• What is required: Only these lines are needed: the first line of the entries below through the line with "pub mod types;", each returned exactly.

+===+

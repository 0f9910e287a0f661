//! Pipeline execution.
//!
//! This module runs the pipeline graph. It handles:
//! - computing execution waves from the static graph
//! - running the steps of a wave concurrently, bounded by a semaphore
//! - stopping after a failure and recording which steps were skipped

pub mod dag;
pub mod types;

use std::collections::{HashMap, HashSet};
use std::sync::Arc;

use async_trait::async_trait;
use tokio::sync::Semaphore;
use tokio::task::JoinSet;
use tracing::{debug, error, info, warn};

use crate::config::PipelineConfig;
use crate::steps;

pub use dag::PipelineGraph;
pub use types::{ExecuteError, PipelineResult, StepFailure, StepId, StepOutcome};

/// Runs the body of one step. The seam between scheduling and the steps.
#[async_trait]
pub trait StepRunner: Send + Sync {
  async fn run(&self, step: StepId, config: &PipelineConfig) -> StepOutcome;
}

/// Runs the real pipeline steps.
pub struct NativeRunner;

#[async_trait]
impl StepRunner for NativeRunner {
  async fn run(&self, step: StepId, config: &PipelineConfig) -> StepOutcome {
    let result = match step {
      StepId::Download => steps::fetch::fetch_archive(config).await,
      StepId::Unpack => steps::unpack::unpack_archive(config).await,
      StepId::InstallCMake => steps::provision::install_cmake(config).await,
      StepId::Configure => steps::configure::configure_build(config).await,
      StepId::Compile => steps::compile::compile_target(config).await,
      StepId::StageHeaders => steps::headers::stage_headers(config).await,
      StepId::PreBuild => steps::prebuild::run_pre_build(config).await,
    };

    if let Err(e) = &result {
      error!(step = %step, error = %e, "step failed");
    }
    result.into()
  }
}

/// Run the pipeline, or only what `target` needs when given.
///
/// Waves run in order and the steps of a wave run concurrently. When a step
/// fails, the rest of its wave still finishes, then every later step is
/// recorded as skipped together with the step that blocked it.
pub async fn execute_pipeline(
  config: Arc<PipelineConfig>,
  runner: Arc<dyn StepRunner>,
  target: Option<StepId>,
) -> Result<PipelineResult, ExecuteError> {
  let full = PipelineGraph::from_config(&config);
  let graph = match target {
    Some(step) => full.closure(step)?,
    None => full,
  };
  let waves = graph.waves()?;

  info!(steps = graph.len(), waves = waves.len(), "starting pipeline");

  let semaphore = Arc::new(Semaphore::new(config.parallelism.max(1)));
  let mut result = PipelineResult::default();
  let mut blocked: HashSet<StepId> = HashSet::new();
  let mut first_failure: Option<StepId> = None;

  for (wave_idx, wave) in waves.iter().enumerate() {
    let mut ready = Vec::new();

    for &step in wave {
      let blocker = graph
        .dependencies(step)
        .into_iter()
        .find(|dep| blocked.contains(dep))
        .or(first_failure);

      match blocker {
        Some(dep) => {
          warn!(step = %step, blocked_by = %dep, "skipping step");
          result.skipped.push((step, dep));
          blocked.insert(step);
        }
        None => ready.push(step),
      }
    }

    if ready.is_empty() {
      continue;
    }

    debug!(wave = wave_idx, steps = ?ready, "executing wave");

    for (step, outcome) in run_wave(&ready, &config, &runner, &semaphore).await {
      match &outcome {
        StepOutcome::Success(_) => info!(step = %step, "step succeeded"),
        StepOutcome::SkippedUpToDate => info!(step = %step, "step up to date"),
        StepOutcome::Failed(failure) => {
          blocked.insert(step);
          first_failure.get_or_insert(step);
          if let Some(log) = &failure.log_path {
            error!(step = %step, log = %log.display(), "see log for details");
          }
        }
      }
      result.record(step, outcome);
    }
  }

  info!(
    succeeded = result.succeeded.len(),
    up_to_date = result.up_to_date.len(),
    failed = result.failed.len(),
    skipped = result.skipped.len(),
    "pipeline complete"
  );

  Ok(result)
}

/// Run the steps of one wave in parallel. Results are sorted by step.
async fn run_wave(
  ready: &[StepId],
  config: &Arc<PipelineConfig>,
  runner: &Arc<dyn StepRunner>,
  semaphore: &Arc<Semaphore>,
) -> Vec<(StepId, StepOutcome)> {
  let mut join_set = JoinSet::new();
  let mut task_steps = HashMap::new();

  for &step in ready {
    let config = Arc::clone(config);
    let runner = Arc::clone(runner);
    let semaphore = Arc::clone(semaphore);

    let handle = join_set.spawn(async move {
      // The semaphore is never closed, so acquiring only waits.
      let _permit = semaphore.acquire().await.ok();
      debug!(step = %step, "running step");
      (step, runner.run(step, &config).await)
    });
    task_steps.insert(handle.id(), step);
  }

  let mut outcomes = Vec::new();
  while let Some(joined) = join_set.join_next().await {
    match joined {
      Ok(done) => outcomes.push(done),
      Err(e) => {
        error!(error = %e, "step task panicked");
        if let Some(&step) = task_steps.get(&e.id()) {
          outcomes.push((
            step,
            StepOutcome::Failed(StepFailure {
              diagnostic: format!("step task panicked: {}", e),
              log_path: None,
            }),
          ));
        }
      }
    }
  }

  outcomes.sort_by_key(|(step, _)| *step);
  outcomes
}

+===+

• Finished task:
repository 0f9910e287a0f661
//! Pipeline execution.
//!
//! This module runs the pipeline graph. It handles:
//! - computing execution waves from the static graph
//! - running the steps of a wave concurrently, bounded by a semaphore
//! - stopping after a failure and recording which steps were skipped

pub mod dag;
pub mod types;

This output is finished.